Colgo l’occasione (sperando di fare cosa gradita), per ricordare la dinamica dell’episodio di violenza contro Paolo VI, perpetuato durante il viaggio (26 novembre/5 dicembre 1970) in Estremo Oriente a cui ho accennato. L’autore del gesto iconoclastico fu un boliviano che, travestito da prete (capite pochi ma attenti lettori, la complessità – durante i viaggi – di proteggere un irrituale come Papa Bergoglio?) gli si avvicinò e con un pugnale tentò di colpirlo. Il colpo si risolse in una piccola ferita superficiale, perché alcuni prelati fra cui il segretario del Papa mons. Pasquale Macchi, intervennero prontamente in sua difesa, facendo arrestare l’attentatore. E, dico io, facendo una gran bella figura con il Pontefice. Tra i salvatori del Papa, spiccò un “pezzo d’uomo”, veloce giocatore di rugby, dal nome che poi nessuno poté più dimenticare: Paul Marcinkus. Da quel momento, per oltre venti anni, la storia personale e “professionale” di Marcinkus diventa tutt’uno con le vicende della Chiesa di Roma. Nel bene e nel male. Io quel nome, Mons. Paul Marcinkus, lo avevo letto, almeno tre anni prima (1967) del fatidico viaggio nelle Filippine, tra le carte che erano nelle disponibilità della redazione del settimanale “Nuovo mondo d’oggi”, promosso ed editato da Carmine Mino Pecorelli (ed altri), prima addirittura della nascita di quella che doveva divenire l’agenzia/settimanale, di notizie riservate, più famosa d’Italia: OP. In quelle carte, il giovane Marcinkus era abbinato alla struttura di Intelligence denominata Pro Deo e a nomi e sigle che, già allora, erano tutto un programma: Padre Andrea Felix Morlion, detto, CIP (centro informazioni pro-Deo) e la CIA di cui, per affermazione mai smentita fatta dal gesuita padre Robert Graham (uno dei più qualificati studiosi di storia dello spionaggio e lui stesso di nazionalità americana), Morlion, faceva parte, formalmente.

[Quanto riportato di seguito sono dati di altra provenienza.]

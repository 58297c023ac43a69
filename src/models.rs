use chrono::{DateTime, Utc};
use rust_decimal::Decimal;
use serde::{Deserialize, Serialize};
use sqlx::FromRow;
use utoipa::ToSchema;
use uuid::Uuid;

use crate::{
    entity::{
        listings::Model as ListingModel, order_items::Model as OrderItemModel,
        orders::Model as OrderModel, products::Model as ProductModel,
        promotions::Model as PromotionModel, users::Model as UserModel,
    },
    pricing::{Promotion as PricingPromotion, PromotionValueType, PricingError},
};

#[derive(Debug, Serialize, Deserialize, ToSchema, FromRow)]
pub struct User {
    pub id: Uuid,
    pub username: String,
    pub email: String,
    #[serde(skip_serializing)]
    pub password_hash: String,
    pub role: String,
    pub created_at: DateTime<Utc>,
}

impl From<UserModel> for User {
    fn from(model: UserModel) -> Self {
        Self {
            id: model.id,
            username: model.username,
            email: model.email,
            password_hash: model.password_hash,
            role: model.role,
            created_at: model.created_at.with_timezone(&Utc),
        }
    }
}

#[derive(Debug, Serialize, Deserialize, ToSchema)]
pub struct Product {
    pub id: i64,
    pub name: String,
    pub description: Option<String>,
    #[schema(value_type = String)]
    pub price: Decimal,
    pub image_url: Option<String>,
    pub tags: Vec<String>,
    pub stock: i32,
    pub created_at: DateTime<Utc>,
}

impl From<ProductModel> for Product {
    fn from(model: ProductModel) -> Self {
        Self {
            id: model.id,
            name: model.name,
            description: model.description,
            price: model.price,
            image_url: model.image_url,
            tags: split_tags(&model.tags),
            stock: model.stock,
            created_at: model.created_at.with_timezone(&Utc),
        }
    }
}

pub fn split_tags(tags: &str) -> Vec<String> {
    tags.split(',')
        .map(str::trim)
        .filter(|tag| !tag.is_empty())
        .map(str::to_string)
        .collect()
}

pub fn join_tags(tags: &[String]) -> String {
    tags.iter()
        .map(|tag| tag.trim())
        .filter(|tag| !tag.is_empty())
        .collect::<Vec<_>>()
        .join(",")
}

#[derive(Debug, Serialize, Deserialize, ToSchema)]
pub struct Promotion {
    pub id: i64,
    pub code: Option<String>,
    pub value_type: PromotionValueType,
    #[schema(value_type = String)]
    pub value: Decimal,
    pub expires_at: Option<DateTime<Utc>>,
    pub usage_limit: Option<i32>,
    pub used_count: i32,
    pub is_active: bool,
    pub created_at: DateTime<Utc>,
    pub updated_at: DateTime<Utc>,
}

impl TryFrom<PromotionModel> for Promotion {
    type Error = PricingError;

    fn try_from(model: PromotionModel) -> Result<Self, Self::Error> {
        Ok(Self {
            id: model.id,
            code: model.code,
            value_type: PromotionValueType::parse(&model.value_type)?,
            value: model.value,
            expires_at: model.expires_at.map(|dt| dt.with_timezone(&Utc)),
            usage_limit: model.usage_limit,
            used_count: model.used_count,
            is_active: model.is_active,
            created_at: model.created_at.with_timezone(&Utc),
            updated_at: model.updated_at.with_timezone(&Utc),
        })
    }
}

impl TryFrom<PromotionModel> for PricingPromotion {
    type Error = PricingError;

    fn try_from(model: PromotionModel) -> Result<Self, Self::Error> {
        let value_type = PromotionValueType::parse(&model.value_type)?;
        value_type.validate(model.value)?;
        Ok(Self {
            id: model.id,
            code: model.code,
            value_type,
            value: model.value,
            active: model.is_active,
            expires_at: model.expires_at.map(|dt| dt.with_timezone(&Utc)),
            usage_limit: model.usage_limit,
            used_count: model.used_count,
        })
    }
}

#[derive(Debug, Serialize, Deserialize, ToSchema)]
pub struct Order {
    pub id: Uuid,
    pub user_id: Uuid,
    #[schema(value_type = String)]
    pub subtotal: Decimal,
    #[schema(value_type = String)]
    pub discount_amount: Decimal,
    #[schema(value_type = String)]
    pub total: Decimal,
    pub promotion_id: Option<i64>,
    pub shipping_address: String,
    pub shipping_city: String,
    pub shipping_zip: String,
    pub shipping_country: String,
    pub tracking_number: String,
    pub shipping_status: String,
    pub created_at: DateTime<Utc>,
    pub updated_at: DateTime<Utc>,
}

impl From<OrderModel> for Order {
    fn from(model: OrderModel) -> Self {
        Self {
            id: model.id,
            user_id: model.user_id,
            subtotal: model.subtotal,
            discount_amount: model.discount_amount,
            total: model.total,
            promotion_id: model.promotion_id,
            shipping_address: model.shipping_address,
            shipping_city: model.shipping_city,
            shipping_zip: model.shipping_zip,
            shipping_country: model.shipping_country,
            tracking_number: model.tracking_number,
            shipping_status: model.shipping_status,
            created_at: model.created_at.with_timezone(&Utc),
            updated_at: model.updated_at.with_timezone(&Utc),
        }
    }
}

#[derive(Debug, Serialize, Deserialize, ToSchema)]
pub struct OrderItem {
    pub id: Uuid,
    pub order_id: Uuid,
    pub product_id: i64,
    pub product_name: Option<String>,
    pub quantity: i32,
    #[schema(value_type = String)]
    pub unit_price: Decimal,
    #[schema(value_type = String)]
    pub line_total: Decimal,
    pub created_at: DateTime<Utc>,
}

impl OrderItem {
    pub fn from_entity(model: OrderItemModel, product_name: Option<String>) -> Self {
        Self {
            id: model.id,
            order_id: model.order_id,
            product_id: model.product_id,
            product_name,
            quantity: model.quantity,
            unit_price: model.unit_price,
            line_total: model.line_total,
            created_at: model.created_at.with_timezone(&Utc),
        }
    }
}

#[derive(Debug, Clone, Copy, PartialEq, Eq, Serialize, Deserialize, ToSchema)]
#[serde(rename_all = "snake_case")]
pub enum ListingPriceType {
    Fixed,
    Negotiable,
    /// Given away; the stored price is always zero.
    Free,
}

impl ListingPriceType {
    pub fn as_str(self) -> &'static str {
        match self {
            ListingPriceType::Fixed => "fixed",
            ListingPriceType::Negotiable => "negotiable",
            ListingPriceType::Free => "free",
        }
    }

    pub fn parse(value: &str) -> Option<Self> {
        match value {
            "fixed" => Some(ListingPriceType::Fixed),
            "negotiable" => Some(ListingPriceType::Negotiable),
            "free" => Some(ListingPriceType::Free),
            _ => None,
        }
    }
}

#[derive(Debug, Clone, Copy, PartialEq, Eq, Serialize, Deserialize, ToSchema)]
#[serde(rename_all = "snake_case")]
pub enum DeliveryType {
    /// Collected by the buyer; no delivery fee.
    Pickup,
    Shipping,
}

impl DeliveryType {
    pub fn as_str(self) -> &'static str {
        match self {
            DeliveryType::Pickup => "pickup",
            DeliveryType::Shipping => "shipping",
        }
    }

    pub fn parse(value: &str) -> Option<Self> {
        match value {
            "pickup" => Some(DeliveryType::Pickup),
            "shipping" => Some(DeliveryType::Shipping),
            _ => None,
        }
    }
}

#[derive(Debug, Clone, Copy, PartialEq, Eq, Serialize, Deserialize, ToSchema)]
#[serde(rename_all = "snake_case")]
pub enum ListingStatus {
    Available,
    Sold,
}

impl ListingStatus {
    pub fn as_str(self) -> &'static str {
        match self {
            ListingStatus::Available => "available",
            ListingStatus::Sold => "sold",
        }
    }

    pub fn parse(value: &str) -> Option<Self> {
        match value {
            "available" => Some(ListingStatus::Available),
            "sold" => Some(ListingStatus::Sold),
            _ => None,
        }
    }
}

/// A second-hand item posted by a user on the marketplace.
#[derive(Debug, Serialize, Deserialize, ToSchema)]
pub struct Listing {
    pub id: i64,
    pub user_id: Uuid,
    pub title: String,
    pub description: Option<String>,
    pub image_url: Option<String>,
    pub price_type: ListingPriceType,
    #[schema(value_type = String)]
    pub price: Decimal,
    pub delivery_type: DeliveryType,
    #[schema(value_type = String)]
    pub delivery_fee: Decimal,
    pub status: ListingStatus,
    pub created_at: DateTime<Utc>,
    pub updated_at: DateTime<Utc>,
}

impl TryFrom<ListingModel> for Listing {
    type Error = anyhow::Error;

    fn try_from(model: ListingModel) -> Result<Self, Self::Error> {
        let price_type = ListingPriceType::parse(&model.price_type)
            .ok_or_else(|| anyhow::anyhow!("unknown listing price type {}", model.price_type))?;
        let delivery_type = DeliveryType::parse(&model.delivery_type)
            .ok_or_else(|| anyhow::anyhow!("unknown delivery type {}", model.delivery_type))?;
        let status = ListingStatus::parse(&model.status)
            .ok_or_else(|| anyhow::anyhow!("unknown listing status {}", model.status))?;
        Ok(Self {
            id: model.id,
            user_id: model.user_id,
            title: model.title,
            description: model.description,
            image_url: model.image_url,
            price_type,
            price: model.price,
            delivery_type,
            delivery_fee: model.delivery_fee,
            status,
            created_at: model.created_at.with_timezone(&Utc),
            updated_at: model.updated_at.with_timezone(&Utc),
        })
    }
}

Anche Paul Marcinkus (funzionario o agente doppio che fosse), comunque, non solo era della CIA ma, secondo alcuni valenti storici della materia, era il ministro-ombra delle Finanze dell’operazione Stay Behind, cioè della cosa più complessa ed estesa accaduta, in geopolitica, dopo la fine della Seconda Guerra mondiale.
Intorno al Vaticano e allo IOR, quindi ruotavano e, secondo la nostra modestissima esperienza, ruotano ancora, le cose che determinano, per ricaduta, gli assetti di vita (la qualità stessa della vita fatta, tra l’altro, di equità, fame, malattie, ignoranza) di miliardi di persone. A sovrintendere questo divenire delle cose umane, ai tempi (gli anni ’70) degli pseudo attentati al Papa, in attesa di quelli veri (13 maggio 1981) organizzati dai lupi grigi turchi in accordo operativo con i bulgari del KGB, si candidavano (in un vero delirio di omnipotenza) grovigli bituminosi fatti, secondo l’immagine colorita evocata da Mino Pecorelli e dai suoi informatori, di preti e di massoni se non, di “preti massoni”.
Per vigilare sulla vita di Papa Bergoglio, con l’augurio “fortissimo” di sbagliarci, potrebbero non bastare 130 gendarmi e 110 guardie svizzere, il neo costituito “Gruppo di intervento rapido”, sia pur addestrato nella accademia specialistica di Quantico (USA) con la stretta collaborazione degli specialisti dell’FBI, più i nostri carabinieri (in Italia e all’estero), le nostre AISI/AISE, la Polzia di Stato e tutta l’Interpol se, oltre ai nemici dichiaratamente schierati dietro le bandiere nere dell’ISIS, in questi tempi, a tramare contro il Papa venuto dalla “periferia” del Mondo, ci fossero anche menti raffinatissime e cultrici di un disegno politico alternativo a quello prefigurato da Bergoglio e, prima di lui e con lui, dal compianto Cardinal Martini.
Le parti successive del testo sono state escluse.